The Tech - Online EditionMIT's oldest and largest
newspaper & the first
newspaper published
on the web
Boston Weather: 75.0°F | Mostly Cloudy

U.S. to Treat Yeltsin as Last Hope for Russian Stability: 2: 2

By Douglas Jehl and Doyle McManus
Los Angeles Times

Spurred by bleak assessments from senior U.S. analysts about the situation inside Russia, President Bush and his closest advisers have decided to go all-out to shore up Boris N. Yeltsin's grip on power during the Kremlin leader's summit meeting with Bush at Camp David tomorrow.

The administration has concluded that if Yeltsin falls, his successor will almost certainly be someone far more hostile to U.S. interests, officials said.

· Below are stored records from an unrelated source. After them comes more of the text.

use std::fmt;

use serde::{Deserialize, Serialize};

/// A literal field value supplied by a report mapping.
///
/// Booleans and dates are expected to arrive already formatted as display text.
#[derive(Clone, Debug, PartialEq, Serialize, Deserialize)]
#[serde(untagged)]
pub enum Literal {
    Number(f64),
    Text(String),
}

impl fmt::Display for Literal {
    fn fmt(&self, f: &mut fmt::Formatter<'_>) -> fmt::Result {
        match self {
            Literal::Number(n) => write!(f, "{n}"),
            Literal::Text(s) => f.write_str(s),
        }
    }
}

/// Formula text to install into a cell verbatim.
///
/// A leading `=` is accepted and dropped; OOXML stores formulas without it.
#[derive(Clone, Debug, PartialEq, Eq, Hash, Serialize, Deserialize)]
#[serde(from = "FormulaRefRepr")]
pub struct FormulaRef {
    formula: String,
}

#[derive(Deserialize)]
#[serde(deny_unknown_fields)]
struct FormulaRefRepr {
    formula: String,
}

impl From<FormulaRefRepr> for FormulaRef {
    fn from(repr: FormulaRefRepr) -> Self {
        FormulaRef::new(repr.formula)
    }
}

impl FormulaRef {
    pub fn new(formula: impl Into<String>) -> Self {
        let formula = formula.into();
        let trimmed = formula.trim();
        let trimmed = trimmed
            .strip_prefix('=')
            .map(str::trim_start)
            .unwrap_or(trimmed);
        Self {
            formula: trimmed.to_string(),
        }
    }

    pub fn as_str(&self) -> &str {
        &self.formula
    }
}

impl fmt::Display for FormulaRef {
    fn fmt(&self, f: &mut fmt::Formatter<'_>) -> fmt::Result {
        f.write_str(&self.formula)
    }
}

/// Value bound to a placeholder or written by a block update.
///
/// JSON form: a string or number is a [`Literal`], `{"formula": "..."}` is a [`FormulaRef`].
#[derive(Clone, Debug, PartialEq, Serialize, Deserialize)]
#[serde(untagged)]
pub enum CellValue {
    FormulaRef(FormulaRef),
    Literal(Literal),
}

impl CellValue {
    pub fn text(value: impl Into<String>) -> Self {
        CellValue::Literal(Literal::Text(value.into()))
    }

    pub fn number(value: f64) -> Self {
        CellValue::Literal(Literal::Number(value))
    }

    pub fn formula(formula: impl Into<String>) -> Self {
        CellValue::FormulaRef(FormulaRef::new(formula))
    }

    pub fn as_formula(&self) -> Option<&str> {
        match self {
            CellValue::FormulaRef(f) => Some(f.as_str()),
            CellValue::Literal(_) => None,
        }
    }

    pub fn as_number(&self) -> Option<f64> {
        match self {
            CellValue::Literal(Literal::Number(n)) => Some(*n),
            _ => None,
        }
    }

    pub fn as_text(&self) -> Option<&str> {
        match self {
            CellValue::Literal(Literal::Text(s)) => Some(s),
            _ => None,
        }
    }
}

/// Display text used when a value is interpolated into surrounding template text.
impl fmt::Display for CellValue {
    fn fmt(&self, f: &mut fmt::Formatter<'_>) -> fmt::Result {
        match self {
            CellValue::FormulaRef(formula) => formula.fmt(f),
            CellValue::Literal(literal) => literal.fmt(f),
        }
    }
}

impl From<Literal> for CellValue {
    fn from(value: Literal) -> Self {
        CellValue::Literal(value)
    }
}

impl From<FormulaRef> for CellValue {
    fn from(value: FormulaRef) -> Self {
        CellValue::FormulaRef(value)
    }
}

impl From<&str> for CellValue {
    fn from(value: &str) -> Self {
        CellValue::text(value)
    }
}

impl From<String> for CellValue {
    fn from(value: String) -> Self {
        CellValue::text(value)
    }
}

impl From<f64> for CellValue {
    fn from(value: f64) -> Self {
        CellValue::number(value)
    }
}

macro_rules! impl_from_integer {
    ($($ty:ty),*) => {
        $(
            impl From<$ty> for CellValue {
                fn from(value: $ty) -> Self {
                    CellValue::number(value as f64)
                }
            }
        )*
    };
}

impl_from_integer!(i32, i64, u32, u64, usize);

Only two months ago, senior administration officials were almost openly disdainful of Yeltsin and sought to prop up the more predictable Mikhail S. Gorbachev. Even as recently as three weeks ago, senior advisers to Bush were said to have concluded that Yeltsin was such an unreliable champion of reform that the administration might be best off maintaining some distance from him.

But now, with Yeltsin in charge and fighting for political survival, it is he who will be annointed in a deliberate presidential signal to his restive homeland.

That Bush will open his arms to the Russian leader was described by sources as the result of warnings by the U.S. Embassy in Moscow and other government agencies that Yeltsin stood as the last best chance for democratic reform in Russia.

"Without depicting Yelstin as a white knight," one official said, repeating an argument U.S. Ambassador Robert S. Strauss was said to have made to Secretary of State James A. Baker III, "this is about the best government they're going to have. ... There's not a better alternative out there to try."

White House officials were stunned by the speed of Gorbachev's ouster. Now, they are increasingly concerned by what they see as the authoritarian and nationalistic character of the opposition to Yeltsin -- as well as the absence of any other leader with remotely his ability to command broad support across the Russian republic.

In the immediate context of tomorrow's visit, White House officials hope to convey their new regard for Yeltsin by offering the once-scorned country cousin the same personal and ceremonial gestures made to Gorbachev when he visited Washington two years ago: an intimate lunch at Camp David, a special presidential windbreaker with the Russian leader's name embroidered on it, perhaps even a one-on-one stroll along the wooden pathways of the rustic mountain retreat.

Bush and Yeltsin are also expected to announce plans for a second meeting later this year, most likely a formal state visit to Washington by the Russian leader.

Some analysts say Yeltsin is engaged in a desperate race against the clock, spending his present popularity to buy time for his country to find a way out of the economic and social quagmire that now threaten to swallow it.

Unless Yeltsin can maintain popular support long enough to fend off an inevitable backlash, analysts have decided, the reforms he champions may die.

While the primary focus of Bush's summit efforts will be on bolstering Yeltsin, the American president will also use conversations at the United Nations today and Camp David on tomorrow to nudge Yeltsin toward a less-expansive view of his power, reminding him that Ukraine, Kazakhstan and other republics must be left to determine their own direction.

The two leaders will also review the status of U.S. and international efforts to aid Russia's economy and of the Middle East peace conference the two nations are co-sponsoring.

Arms control is also on the agenda. And just days after the two leaders unveiled new arms-reduction proposals, a senior administration official said they would like to reach agreement on a timetable for further talks on drastically reducing each nation's nuclear arsenal.

But the official stressed that Bush would seek Yeltsin's agreement to include in future discussions outstanding questions about the Strategic Defense Initiative and Anti-Ballistic Missile Treaty - issues for which Yeltsin had shown little enthusiasm.